K606: My dad’s a filmmaker and I definitely think about visuals a lot. But just because it’s electronic music, I don’t feel that I need to put a visual behind it. I have to justify my music, and the only stuff I want to release is the music that sounds totally different. I notice that people in Miami making electronic music are weirdly secluded, they don’t want to squash each other, but for me it raises the stakes – it’s a form of flattery, almost a beneficial marketing ploy. The reason why Autechre got bigger than Aphex Twin is more people were imitating Autechre – it was a simpler thing to try and do. One person doing something, no matter how amazing, is only one person – one person doing something with a thousand imitators is a fucking scene, it’s a culture.

Q: Back to films, which most accurately paints the future?

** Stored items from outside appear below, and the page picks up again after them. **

//! Line rasterization over tile grids.
//!
//! Provides the two line semantics a tile map can ask for and a dispatcher
//! that picks one by [`LineMode`].
//!
//! # Algorithms
//!
//! - **Diagonal**: Parametric interpolation, one cell per Chebyshev step
//! - **Covering**: Supercover stepping, every cell the segment touches
//!
//! # References
//!
//! - Bresenham, J. E. (1965). "Algorithm for computer control of a digital plotter."
//! - Patel, A. "Line drawing on a grid." Red Blob Games (stepping variant).

mod covering;
mod diagonal;

pub use covering::covering_line;
pub use diagonal::diagonal_line;

use crate::error::{Error, Result};
use crate::geometry::Location;
use std::fmt;
use std::str::FromStr;

/// Which cells a line between two locations consists of.
#[derive(Debug, Clone, Copy, PartialEq, Eq, Hash, Default)]
#[cfg_attr(feature = "config", derive(serde::Serialize, serde::Deserialize))]
#[cfg_attr(feature = "config", serde(rename_all = "lowercase"))]
#[repr(u32)]
pub enum LineMode {
    /// One cell per Chebyshev step, rounded per axis.
    #[default]
    Diagonal = 0,
    /// Every cell the segment passes through.
    Covering = 1,
}

impl LineMode {
    /// All modes, in tag order.
    pub const ALL: [Self; 2] = [Self::Diagonal, Self::Covering];

    /// Numeric tag used by hosts that pass modes as integers.
    #[must_use]
    pub const fn tag(self) -> u32 {
        self as u32
    }

    /// Lowercase name.
    #[must_use]
    pub const fn name(self) -> &'static str {
        match self {
            Self::Diagonal => "diagonal",
            Self::Covering => "covering",
        }
    }
}

impl TryFrom<u32> for LineMode {
    type Error = Error;

    fn try_from(tag: u32) -> Result<Self> {
        match tag {
            0 => Ok(Self::Diagonal),
            1 => Ok(Self::Covering),
            other => Err(Error::UnknownLineMode(other)),
        }
    }
}

impl FromStr for LineMode {
    type Err = Error;

    fn from_str(s: &str) -> Result<Self> {
        match s.trim().to_ascii_lowercase().as_str() {
            "diagonal" => Ok(Self::Diagonal),
            "covering" => Ok(Self::Covering),
            _ => Err(Error::UnknownLineModeName(s.to_string())),
        }
    }
}

impl fmt::Display for LineMode {
    fn fmt(&self, f: &mut fmt::Formatter<'_>) -> fmt::Result {
        f.write_str(self.name())
    }
}

/// A line rasterization strategy.
pub trait Rasterizer {
    /// Cells from `start` to `end`, in travel order.
    ///
    /// With `exclusive`, the two endpoint cells are left out.
    fn rasterize(&self, start: Location, end: Location, exclusive: bool) -> Vec<Location>;
}

/// [`diagonal_line`] as a [`Rasterizer`].
#[derive(Debug, Clone, Copy, Default)]
pub struct DiagonalLine;

/// [`covering_line`] as a [`Rasterizer`].
#[derive(Debug, Clone, Copy, Default)]
pub struct CoveringLine;

impl Rasterizer for DiagonalLine {
    fn rasterize(&self, start: Location, end: Location, exclusive: bool) -> Vec<Location> {
        diagonal_line(start, end, exclusive)
    }
}

impl Rasterizer for CoveringLine {
    fn rasterize(&self, start: Location, end: Location, exclusive: bool) -> Vec<Location> {
        covering_line(start, end, exclusive)
    }
}

impl Rasterizer for LineMode {
    fn rasterize(&self, start: Location, end: Location, exclusive: bool) -> Vec<Location> {
        match self {
            Self::Diagonal => DiagonalLine.rasterize(start, end, exclusive),
            Self::Covering => CoveringLine.rasterize(start, end, exclusive),
        }
    }
}

/// Cells on the `mode` line from `start` to `end`.
///
/// Every cell carries `start.map`.
pub fn line(mode: LineMode, start: Location, end: Location, exclusive: bool) -> Vec<Location> {
    let cells = mode.rasterize(start, end, exclusive);
    log::trace!(
        "{mode} line {start} -> {end} (exclusive: {exclusive}): {} cells",
        cells.len()
    );
    cells
}

/// [`line`] for hosts that pass the mode as a numeric tag.
///
/// # Errors
///
/// Returns [`Error::UnknownLineMode`] if `tag` is not a [`LineMode`] tag.
pub fn line_from_tag(
    tag: u32,
    start: Location,
    end: Location,
    exclusive: bool,
) -> Result<Vec<Location>> {
    let mode = LineMode::try_from(tag)?;
    Ok(line(mode, start, end, exclusive))
}

/// A line query: two endpoints, a mode, and whether to drop the endpoints.
#[derive(Debug, Clone, Copy, PartialEq, Eq)]
pub struct LineRequest {
    start: Location,
    end: Location,
    mode: LineMode,
    exclusive: bool,
}

impl LineRequest {
    /// Inclusive request with the given mode.
    #[must_use]
    pub const fn new(mode: LineMode, start: Location, end: Location) -> Self {
        Self {
            start,
            end,
            mode,
            exclusive: false,
        }
    }

    /// Set whether the endpoints are left out.
    #[must_use]
    pub const fn exclusive(mut self, exclusive: bool) -> Self {
        self.exclusive = exclusive;
        self
    }

    /// Start location.
    #[must_use]
    pub const fn start(&self) -> Location {
        self.start
    }

    /// End location.
    #[must_use]
    pub const fn end(&self) -> Location {
        self.end
    }

    /// Line mode.
    #[must_use]
    pub const fn mode(&self) -> LineMode {
        self.mode
    }

    /// Whether the endpoints are left out.
    #[must_use]
    pub const fn is_exclusive(&self) -> bool {
        self.exclusive
    }

    /// Run the query.
    #[must_use]
    pub fn rasterize(&self) -> Vec<Location> {
        line(self.mode, self.start, self.end, self.exclusive)
    }
}
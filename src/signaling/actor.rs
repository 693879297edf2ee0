use tokio::sync::{mpsc, oneshot};
use tracing::info;

use super::messages::InboundMessage;
use super::router::Router;
use super::types::{ClientId, OutboundMessage, SignalingError};

/// Commands sent to the router actor
pub(crate) enum RouterCommand {
    Connect {
        tx: mpsc::UnboundedSender<OutboundMessage>,
        reply: oneshot::Sender<ClientId>,
    },
    Inbound {
        from: ClientId,
        message: InboundMessage,
    },
    Disconnect {
        id: ClientId,
        done: oneshot::Sender<()>,
    },
    Stats {
        reply: oneshot::Sender<RouterStats>,
    },
}

/// Counts at the moment the actor answered
#[derive(Debug, Clone, Copy, Default, PartialEq, Eq)]
pub struct RouterStats {
    pub clients: usize,
    pub rooms: usize,
}

/// Runs every command to completion before taking the next one.
pub(crate) async fn router_actor(mut rx: mpsc::Receiver<RouterCommand>, mut router: Router) {
    while let Some(cmd) = rx.recv().await {
        match cmd {
            RouterCommand::Connect { tx, reply } => {
                let id = router.connect(tx);
                if reply.send(id).is_err() {
                    // connection went away while waiting
                    router.disconnect(id);
                }
            }

            RouterCommand::Inbound { from, message } => {
                router.dispatch(from, message);
            }

            RouterCommand::Disconnect { id, done } => {
                router.disconnect(id);
                let _ = done.send(());
            }

            RouterCommand::Stats { reply } => {
                let _ = reply.send(RouterStats {
                    clients: router.clients().len(),
                    rooms: router.rooms().len(),
                });
            }
        }
    }

    info!(
        "Router stopped with {} peers and {} rooms",
        router.clients().len(),
        router.rooms().len()
    );
}

/// Handle to communicate with the router actor
#[derive(Clone)]
pub struct RouterHandle {
    pub(crate) tx: mpsc::Sender<RouterCommand>,
}

impl RouterHandle {
    /// Spawn the actor that owns `router`. It stops once every handle is dropped.
    pub fn spawn(router: Router, capacity: usize) -> Self {
        let (tx, rx) = mpsc::channel::<RouterCommand>(capacity);
        tokio::spawn(router_actor(rx, router));
        Self { tx }
    }

    /// Register a connection and get its id
    pub async fn connect(
        &self,
        peer_tx: mpsc::UnboundedSender<OutboundMessage>,
    ) -> Result<ClientId, SignalingError> {
        let (reply_tx, reply_rx) = oneshot::channel();
        self.send(RouterCommand::Connect {
            tx: peer_tx,
            reply: reply_tx,
        })
        .await?;
        reply_rx.await.map_err(|_| actor_gone())
    }

    /// Queue a parsed message; it is handled after everything queued before it
    pub async fn dispatch(
        &self,
        from: ClientId,
        message: InboundMessage,
    ) -> Result<(), SignalingError> {
        self.send(RouterCommand::Inbound { from, message }).await
    }

    /// Leave + deregister. Returns once the cleanup has run.
    pub async fn disconnect(&self, id: ClientId) -> Result<(), SignalingError> {
        let (done_tx, done_rx) = oneshot::channel();
        self.send(RouterCommand::Disconnect { id, done: done_tx })
            .await?;
        done_rx.await.map_err(|_| actor_gone())
    }

    pub async fn stats(&self) -> Result<RouterStats, SignalingError> {
        let (reply_tx, reply_rx) = oneshot::channel();
        self.send(RouterCommand::Stats { reply: reply_tx }).await?;
        reply_rx.await.map_err(|_| actor_gone())
    }

    async fn send(&self, cmd: RouterCommand) -> Result<(), SignalingError> {
        self.tx.send(cmd).await.map_err(|_| actor_gone())
    }
}

fn actor_gone() -> SignalingError {
    SignalingError::Internal("actor channel closed".to_string())
}
use std::collections::HashMap;

use indexmap::IndexMap;

use super::session::Session;
use super::types::{ClientId, ClientInfo, RoomId, RoomSummary};

/// A named group of connections. Members keep the display name they had
/// when they joined, in join order.
#[derive(Debug)]
pub struct Room {
    id: RoomId,
    name: String,
    members: IndexMap<ClientId, Option<String>>,
}

impl Room {
    fn new(id: RoomId, name: String) -> Self {
        Self {
            id,
            name,
            members: IndexMap::new(),
        }
    }

    pub fn id(&self) -> RoomId {
        self.id
    }

    pub fn name(&self) -> &str {
        &self.name
    }

    pub fn len(&self) -> usize {
        self.members.len()
    }

    pub fn is_empty(&self) -> bool {
        self.members.is_empty()
    }

    pub fn contains(&self, id: &ClientId) -> bool {
        self.members.contains_key(id)
    }

    pub fn member_ids(&self) -> impl Iterator<Item = ClientId> + '_ {
        self.members.keys().copied()
    }

    /// Point-in-time copy of the membership
    pub fn snapshot(&self) -> Vec<ClientInfo> {
        self.members
            .iter()
            .map(|(id, name)| ClientInfo {
                id: *id,
                name: name.clone(),
            })
            .collect()
    }

    pub fn summary(&self) -> RoomSummary {
        RoomSummary {
            id: self.id,
            name: self.name.clone(),
            clients: self.members.clone(),
        }
    }

    pub(crate) fn add_member(&mut self, id: ClientId, name: Option<String>) {
        self.members.insert(id, name);
    }

    /// Returns false if `id` was not a member
    pub(crate) fn remove_member(&mut self, id: &ClientId) -> bool {
        self.members.shift_remove(id).is_some()
    }
}

/// Room id -> Room, in creation order
#[derive(Debug, Default)]
pub struct RoomRegistry {
    rooms: IndexMap<RoomId, Room>,
}

impl RoomRegistry {
    pub fn new() -> Self {
        Self::default()
    }

    /// Insert an empty room under a fresh id
    pub fn create(&mut self, name: impl Into<String>) -> RoomId {
        let mut id = RoomId::generate();
        while self.rooms.contains_key(&id) {
            id = RoomId::generate();
        }
        self.rooms.insert(id, Room::new(id, name.into()));
        id
    }

    pub fn get(&self, id: &RoomId) -> Option<&Room> {
        self.rooms.get(id)
    }

    pub(crate) fn get_mut(&mut self, id: &RoomId) -> Option<&mut Room> {
        self.rooms.get_mut(id)
    }

    pub fn remove(&mut self, id: &RoomId) -> Option<Room> {
        self.rooms.shift_remove(id)
    }

    pub fn summaries(&self) -> Vec<RoomSummary> {
        self.rooms.values().map(Room::summary).collect()
    }

    pub fn len(&self) -> usize {
        self.rooms.len()
    }

    pub fn is_empty(&self) -> bool {
        self.rooms.is_empty()
    }
}

/// Connection id -> live session
#[derive(Debug, Default)]
pub struct ClientRegistry {
    sessions: HashMap<ClientId, Session>,
}

impl ClientRegistry {
    pub fn new() -> Self {
        Self::default()
    }

    /// An id no live session is using
    pub fn allocate_id(&self) -> ClientId {
        let mut id = ClientId::generate();
        while self.sessions.contains_key(&id) {
            id = ClientId::generate();
        }
        id
    }

    pub fn register(&mut self, session: Session) {
        self.sessions.insert(session.id(), session);
    }

    pub fn deregister(&mut self, id: &ClientId) -> Option<Session> {
        self.sessions.remove(id)
    }

    pub fn lookup(&self, id: &ClientId) -> Option<&Session> {
        self.sessions.get(id)
    }

    pub(crate) fn lookup_mut(&mut self, id: &ClientId) -> Option<&mut Session> {
        self.sessions.get_mut(id)
    }

    pub fn len(&self) -> usize {
        self.sessions.len()
    }

    pub fn is_empty(&self) -> bool {
        self.sessions.is_empty()
    }
}
//! Runtime configuration from environment variables

use std::str::FromStr;
use std::time::Duration;

use thiserror::Error;

use crate::signaling::{DEFAULT_SIGNALING_PORT, RoomPolicy};

pub const ENV_BIND_ADDR: &str = "HUDDLE_BIND_ADDR";
pub const ENV_KEEP_EMPTY_ROOMS: &str = "HUDDLE_KEEP_EMPTY_ROOMS";
pub const ENV_PING_INTERVAL_SECS: &str = "HUDDLE_PING_INTERVAL_SECS";
pub const ENV_PONG_TIMEOUT_SECS: &str = "HUDDLE_PONG_TIMEOUT_SECS";
pub const ENV_MAILBOX_CAPACITY: &str = "HUDDLE_MAILBOX_CAPACITY";

#[derive(Debug, Error, PartialEq, Eq)]
pub enum ConfigError {
    #[error("{key}: cannot parse {value:?}")]
    Invalid { key: &'static str, value: String },

    #[error("{0} must be greater than zero")]
    Zero(&'static str),
}

#[derive(Debug, Clone, PartialEq, Eq)]
pub struct Config {
    pub bind_addr: String,
    pub room_policy: RoomPolicy,
    pub ping_interval: Duration,
    pub pong_timeout: Duration,
    /// Bound of the router actor's command queue
    pub mailbox_capacity: usize,
}

impl Default for Config {
    fn default() -> Self {
        Self {
            bind_addr: format!("0.0.0.0:{}", DEFAULT_SIGNALING_PORT),
            room_policy: RoomPolicy::DeleteWhenEmpty,
            ping_interval: Duration::from_secs(30),
            pong_timeout: Duration::from_secs(10),
            mailbox_capacity: 1024,
        }
    }
}

impl Config {
    pub fn from_env() -> Result<Self, ConfigError> {
        Self::from_lookup(|key| std::env::var(key).ok())
    }

    /// Build from any key lookup; unset keys keep their defaults.
    pub fn from_lookup<F>(lookup: F) -> Result<Self, ConfigError>
    where
        F: Fn(&str) -> Option<String>,
    {
        let mut config = Self::default();

        if let Some(addr) = lookup(ENV_BIND_ADDR) {
            config.bind_addr = addr;
        }

        if let Some(value) = lookup(ENV_KEEP_EMPTY_ROOMS) {
            config.room_policy = if parse_flag(ENV_KEEP_EMPTY_ROOMS, &value)? {
                RoomPolicy::KeepEmpty
            } else {
                RoomPolicy::DeleteWhenEmpty
            };
        }

        if let Some(value) = lookup(ENV_PING_INTERVAL_SECS) {
            let secs: u64 = parse_positive(ENV_PING_INTERVAL_SECS, &value)?;
            config.ping_interval = Duration::from_secs(secs);
        }

        if let Some(value) = lookup(ENV_PONG_TIMEOUT_SECS) {
            let secs: u64 = parse_positive(ENV_PONG_TIMEOUT_SECS, &value)?;
            config.pong_timeout = Duration::from_secs(secs);
        }

        if let Some(value) = lookup(ENV_MAILBOX_CAPACITY) {
            config.mailbox_capacity = parse_positive(ENV_MAILBOX_CAPACITY, &value)?;
        }

        Ok(config)
    }
}

fn parse_flag(key: &'static str, value: &str) -> Result<bool, ConfigError> {
    match value.trim().to_ascii_lowercase().as_str() {
        "1" | "true" | "yes" | "on" => Ok(true),
        "0" | "false" | "no" | "off" => Ok(false),
        _ => Err(ConfigError::Invalid {
            key,
            value: value.to_string(),
        }),
    }
}

fn parse_positive<T>(key: &'static str, value: &str) -> Result<T, ConfigError>
where
    T: FromStr + PartialEq + Default,
{
    let parsed: T = value.trim().parse().map_err(|_| ConfigError::Invalid {
        key,
        value: value.to_string(),
    })?;
    if parsed == T::default() {
        return Err(ConfigError::Zero(key));
    }
    Ok(parsed)
}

K606: Good question. Shit cakes. Everyone hated it, but I actually thought Vanilla Sky was pretty good. Dude, Battlefield Earth – the most inaccurate future depiction. Do you know how Scientology got Dianetics onto the bestseller list? It happened in Miami. They were basically having their people buy the books out of the bookstore – buying their own books – so it would be a hit, like cheating on Soundscan like Def Jam’s always doing. But…Vanilla Sky, what happens in it, I definitely see people putting money into. Like with Blade Runner, I don’t see all of our efforts being put into nice architecture – bullshit – people are going to put money into crazy drugs, long life, cloning – pleasure – not “Future World” and living on Mars.